Here’s a roundup of the week’s top drone news, designed to capture the military, commercial, non-profit, and recreational applications of unmanned aircraft.

Coal Ash Spill Estimated

On February 2nd, a Duke Energy coal ash dump in Eden, N.C., ruptured. A large amount of coal ash spilled over into the Dan River. How much exactly? Thanks to researchers from Wake Forest University, we have an answer: 35 million gallons, or about 53 full Olympic-sized swimming pools. The team flew a drone over the ash dump that ruptured, and used footage from that flight to create a 3-D model of the dump, and from there calculate total volume spilled. Turns out the rupture at Eden is the third-largest coal ash spill in American history.

Here’s a video of the 3-D model made using that drone footage.

Drone Law Advances In Utah

A proposed law governing drones just moved from committee to the full Utah senate for consideration. SB 167 forbids law enforcement, in almost all situations, from using data collected by drones unless it was obtained under a warrant. In addition, strict data requirements would prohibit police using data collected from one case in another, and would require that irrelevant stored data be deleted as soon as possible. This bill is similar to another strict drone regulation under debate in Hawaii, with one major exception: in Utah, these rules only apply to police, whereas in Hawaii, the rules for non-police drone use would be even stricter.

Barcelona From Above

Drones are a cheap way to get really cool aerial footage. The below video captures a lovely view of the tops of Barcelona’s skyline. The drone used comes from HEMAV, a Barcelona-based startup. A 5:40, a delighted elderly couple waves to the drone outside their window. “Hi! This is the future! What you once knew as privacy is gone and never coming back!,” the drone seems to reply.

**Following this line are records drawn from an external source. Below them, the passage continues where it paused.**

use std::sync::Arc;

use argon2::{
    Argon2, PasswordHash, PasswordHasher, PasswordVerifier,
    password_hash::{SaltString, rand_core::OsRng},
};
use axum::{
    Json,
    extract::{State, rejection::JsonRejection},
    http::StatusCode,
    response::IntoResponse,
};
use jsonwebtoken::{EncodingKey, Header, encode};
use tracing::info;
use uuid::Uuid;

use hirelane_types::api::{AuthResponse, Claims, LoginRequest, RegisterRequest};
use hirelane_types::models::Role;

use crate::error::{ApiError, ApiResult};
use crate::repository::Repository;
use crate::run_blocking;
use crate::service::ApplicationService;

pub type AppState = Arc<AppStateInner>;

pub struct AppStateInner {
    pub repo: Arc<dyn Repository>,
    pub applications: ApplicationService,
    pub jwt_secret: String,
    pub token_ttl: chrono::Duration,
}

impl AppStateInner {
    pub fn new(
        repo: Arc<dyn Repository>,
        jwt_secret: String,
        token_ttl: chrono::Duration,
    ) -> AppState {
        Arc::new(Self {
            applications: ApplicationService::new(repo.clone()),
            repo,
            jwt_secret,
            token_ttl,
        })
    }
}

pub async fn register(
    State(state): State<AppState>,
    payload: Result<Json<RegisterRequest>, JsonRejection>,
) -> ApiResult<impl IntoResponse> {
    let Json(req) = payload?;

    // Validate input
    let fullname = req.fullname.trim().to_string();
    let email = req.email.trim().to_lowercase();
    if fullname.is_empty() || email.is_empty() {
        return Err(ApiError::bad_request("Full name and email are required"));
    }
    if req.password.len() < 8 {
        return Err(ApiError::bad_request("Password must be at least 8 characters"));
    }
    let role: Role = req.role.parse().map_err(|_| {
        ApiError::bad_request("Role must be 'applicant' or 'recruiter'")
    })?;

    // Check if email is taken
    let repo = state.repo.clone();
    let lookup = email.clone();
    if run_blocking(move || Ok(repo.find_user_by_email(&lookup)?)).await?.is_some() {
        return Err(email_taken());
    }

    // Hash password with Argon2id
    let salt = SaltString::generate(&mut OsRng);
    let password_hash = Argon2::default()
        .hash_password(req.password.as_bytes(), &salt)
        .map_err(|e| anyhow::anyhow!("password hashing failed: {}", e))?
        .to_string();

    // The unique email index catches a concurrent registration.
    let repo = state.repo.clone();
    let user = run_blocking(move || Ok(repo.create_user(&fullname, &email, &password_hash, role)?))
        .await?
        .ok_or_else(email_taken)?;

    let token = create_token(&state.jwt_secret, user.id, user.role, state.token_ttl)?;
    info!("Registered {} {}", user.role, user.id);

    Ok((
        StatusCode::CREATED,
        Json(AuthResponse {
            user,
            token,
            success: true,
        }),
    ))
}

pub async fn login(
    State(state): State<AppState>,
    payload: Result<Json<LoginRequest>, JsonRejection>,
) -> ApiResult<impl IntoResponse> {
    let Json(req) = payload?;
    let rejected = || ApiError::Unauthorized("Incorrect email or password".to_string());

    let repo = state.repo.clone();
    let email = req.email.trim().to_lowercase();
    let stored = run_blocking(move || Ok(repo.find_user_by_email(&email)?))
        .await?
        .ok_or_else(rejected)?;

    // Verify password
    let parsed_hash = PasswordHash::new(&stored.password_hash)
        .map_err(|e| anyhow::anyhow!("stored password hash is unreadable: {}", e))?;

    Argon2::default()
        .verify_password(req.password.as_bytes(), &parsed_hash)
        .map_err(|_| rejected())?;

    let token = create_token(&state.jwt_secret, stored.user.id, stored.user.role, state.token_ttl)?;

    Ok(Json(AuthResponse {
        user: stored.user,
        token,
        success: true,
    }))
}

fn email_taken() -> ApiError {
    ApiError::conflict("User already exists with this email")
}

pub fn create_token(
    secret: &str,
    user_id: Uuid,
    role: Role,
    ttl: chrono::Duration,
) -> anyhow::Result<String> {
    let claims = Claims {
        sub: user_id,
        role,
        exp: (chrono::Utc::now() + ttl).timestamp() as usize,
    };

    let token = encode(
        &Header::default(),
        &claims,
        &EncodingKey::from_secret(secret.as_bytes()),
    )?;

    Ok(token)
}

Pentagon Plans A Robotic Future

Drones won big in the latest proposed budget from the Department of Defense. Global Hawks, a long-lasting and high-flying drone, gained funding over U-2 spyplanes, an aircraft that has been in service since the early Cold War.

Drone From The Past

This illustration of radio-controlled planes was first published in 1924 in The Experimenter magazine, and then published again in 1931 because the author felt its vision of radio-controlled planes was super prescient. The article even goes on to speculate about drone bombers, imagining a future of war where airplanes fight but pilots don’t get shot down. Paleofuture has more.

Radio Plane Warfare

Cameras and wireless transmission remain the core of how drones work.

Netflix Mocks Gimmick Drones

Delivery by drone has, with a few exceptions, failed to move from cool idea to reality. In December, Amazon announced a drone delivery service set for… some indefinite point in the future. In January, Lakemaid Beer showed off a drone delivering brews to ice fishers, but the video over-promised and then the FAA shut them down. This week Netflix, seizing on the popularity of drone delivery, released a video much like the others: users order by smartphone, drones pick up the product and then drop it off as close to customer as possible, even if it’s through a sunroof while the person is driving. And things get worse from there.

The drone used is a real DJI Phantom. The explosions are not a standard feature. Watch the gimmick-mocking gimmick video below:

https://www.youtube.com/watch?v=ucz3JpvDQjk

Did I miss any drone news? Email me at kelsey.d.atherton@gmail.com.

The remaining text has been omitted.